Practice implications

Programs like the Masterclass can activate and strengthen patient agency, enabling individuals with lived experience to shape research in ways that are personally meaningful and scientifically impactful. By investing in patient capacity and fostering equitable research environments, institutions can move engagement beyond tokenism and toward partnerships that reshape the purpose—and the practice—of health research.

查看原文本刊更多论文

行动代理：让患者参与研究。

目的：研究心血管疾病患者如何通过决策、沟通、健康素养和持续参与来感知和制定研究伙伴关系中的代理。方法：本定性研究采用半结构化访谈的方式，访谈了11位参加国家心血管研究大师班的患者。大师班旨在通过教育、指导和合作活动来加强患者参与研究的能力。访谈记录在研究中的患者代理（PAIR）框架的指导下按主题进行分析，该框架将代理概念化为通过个人、代理和集体模式表达的有意的、自我反思的行动。结果：参与者报告在他们的角色中增加了信心、研究知识和意向性。他们描述了如何应对权力不平衡，反对象征主义，以及倡导包容性的研究文化。主要发现包括自主学习、赋权、心理安全以及信任和透明沟通的重要性。结论：代理是有意义的患者参与的核心要素，但必须通过教育、包容性实践和持续的关系支持来刻意培养。实践启示：像大师班这样的项目可以激活和加强病人的能动性，使有生活经验的个人能够以对个人有意义和科学影响的方式塑造研究。通过对患者能力的投资和促进公平的研究环境，机构可以将参与从表面上转向重塑卫生研究目的和实践的伙伴关系。

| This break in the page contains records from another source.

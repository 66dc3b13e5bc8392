//! The `Code` type: an ordered sequence of four pairwise-distinct digits.
//!
//! Validation lives in the constructors, so any `Code` in circulation
//! already satisfies the game's invariants. Scoring and canonicalization
//! never re-check them.

use rand::seq::SliceRandom;
use serde::{Deserialize, Serialize};
use std::str::FromStr;
use tracing::instrument;

/// A four-digit code with pairwise-distinct digits, each in 0-9.
///
/// Immutable once constructed. Used for secrets, guesses, and clues alike.
#[derive(Debug, Clone, Copy, PartialEq, Eq, Hash, Serialize, Deserialize)]
pub struct Code([u8; 4]);

impl Code {
    /// Creates a code from raw digits, validating the invariants.
    ///
    /// # Errors
    ///
    /// Returns `ParseCodeError::NonDigit` if a value exceeds 9, or
    /// `ParseCodeError::RepeatedDigit` if any two digits coincide.
    pub fn new(digits: [u8; 4]) -> Result<Self, ParseCodeError> {
        for (i, &d) in digits.iter().enumerate() {
            if d > 9 {
                return Err(ParseCodeError::NonDigit);
            }
            if digits[..i].contains(&d) {
                return Err(ParseCodeError::RepeatedDigit);
            }
        }
        Ok(Self(digits))
    }

    /// Draws a uniformly random code: an ordered 4-permutation of 0-9.
    ///
    /// Uniqueness is guaranteed by sampling without replacement, not by
    /// rejection. The thread rng is seeded per process.
    #[instrument]
    pub fn random() -> Self {
        let mut digits: [u8; 10] = [0, 1, 2, 3, 4, 5, 6, 7, 8, 9];
        let mut rng = rand::rng();
        let (picked, _) = digits.partial_shuffle(&mut rng, 4);
        Self([picked[0], picked[1], picked[2], picked[3]])
    }

    /// Returns the digits in order.
    pub fn digits(&self) -> [u8; 4] {
        self.0
    }

    /// Returns true if the given digit appears anywhere in the code.
    pub fn contains(&self, digit: u8) -> bool {
        self.0.contains(&digit)
    }
}

impl FromStr for Code {
    type Err = ParseCodeError;

    /// Parses exactly 4 ASCII digits, pairwise distinct.
    ///
    /// Anything else (wrong length, non-digit bytes, repeats) is rejected
    /// here, before the text can reach scoring or canonicalization.
    fn from_str(s: &str) -> Result<Self, Self::Err> {
        let bytes = s.as_bytes();
        if bytes.len() != 4 {
            return Err(ParseCodeError::Length);
        }
        let mut digits = [0u8; 4];
        for (i, &b) in bytes.iter().enumerate() {
            if !b.is_ascii_digit() {
                return Err(ParseCodeError::NonDigit);
            }
            digits[i] = b - b'0';
        }
        Self::new(digits)
    }
}

impl std::fmt::Display for Code {
    fn fmt(&self, f: &mut std::fmt::Formatter<'_>) -> std::fmt::Result {
        for d in self.0 {
            write!(f, "{}", d)?;
        }
        Ok(())
    }
}

/// Error rejecting text that is not a valid code.
#[derive(Debug, Clone, Copy, PartialEq, Eq, derive_more::Display)]
pub enum ParseCodeError {
    /// Input is not exactly 4 characters.
    #[display("code must be exactly 4 digits")]
    Length,

    /// Input contains a non-digit character or an out-of-range value.
    #[display("code may contain only the digits 0-9")]
    NonDigit,

    /// Two digits in the input coincide.
    #[display("code digits must be pairwise distinct")]
    RepeatedDigit,
}

impl std::error::Error for ParseCodeError {}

本文章由计算机程序翻译，如有差异，请以英文原文为准。

求助全文

约1分钟内获得全文求助全文

来源期刊

Patient Education and Counseling 医学-公共卫生、环境卫生与职业卫生

CiteScore

5.60

自引率

11.40%

发文量

384

审稿时长

46 days

期刊介绍： Patient Education and Counseling is an interdisciplinary, international journal for patient education and health promotion researchers, managers and clinicians. The journal seeks to explore and elucidate the educational, counseling and communication models in health care. Its aim is to provide a forum for fundamental as well as applied research, and to promote the study of organizational issues involved with the delivery of patient education, counseling, health promotion services and training models in improving communication between providers and patients.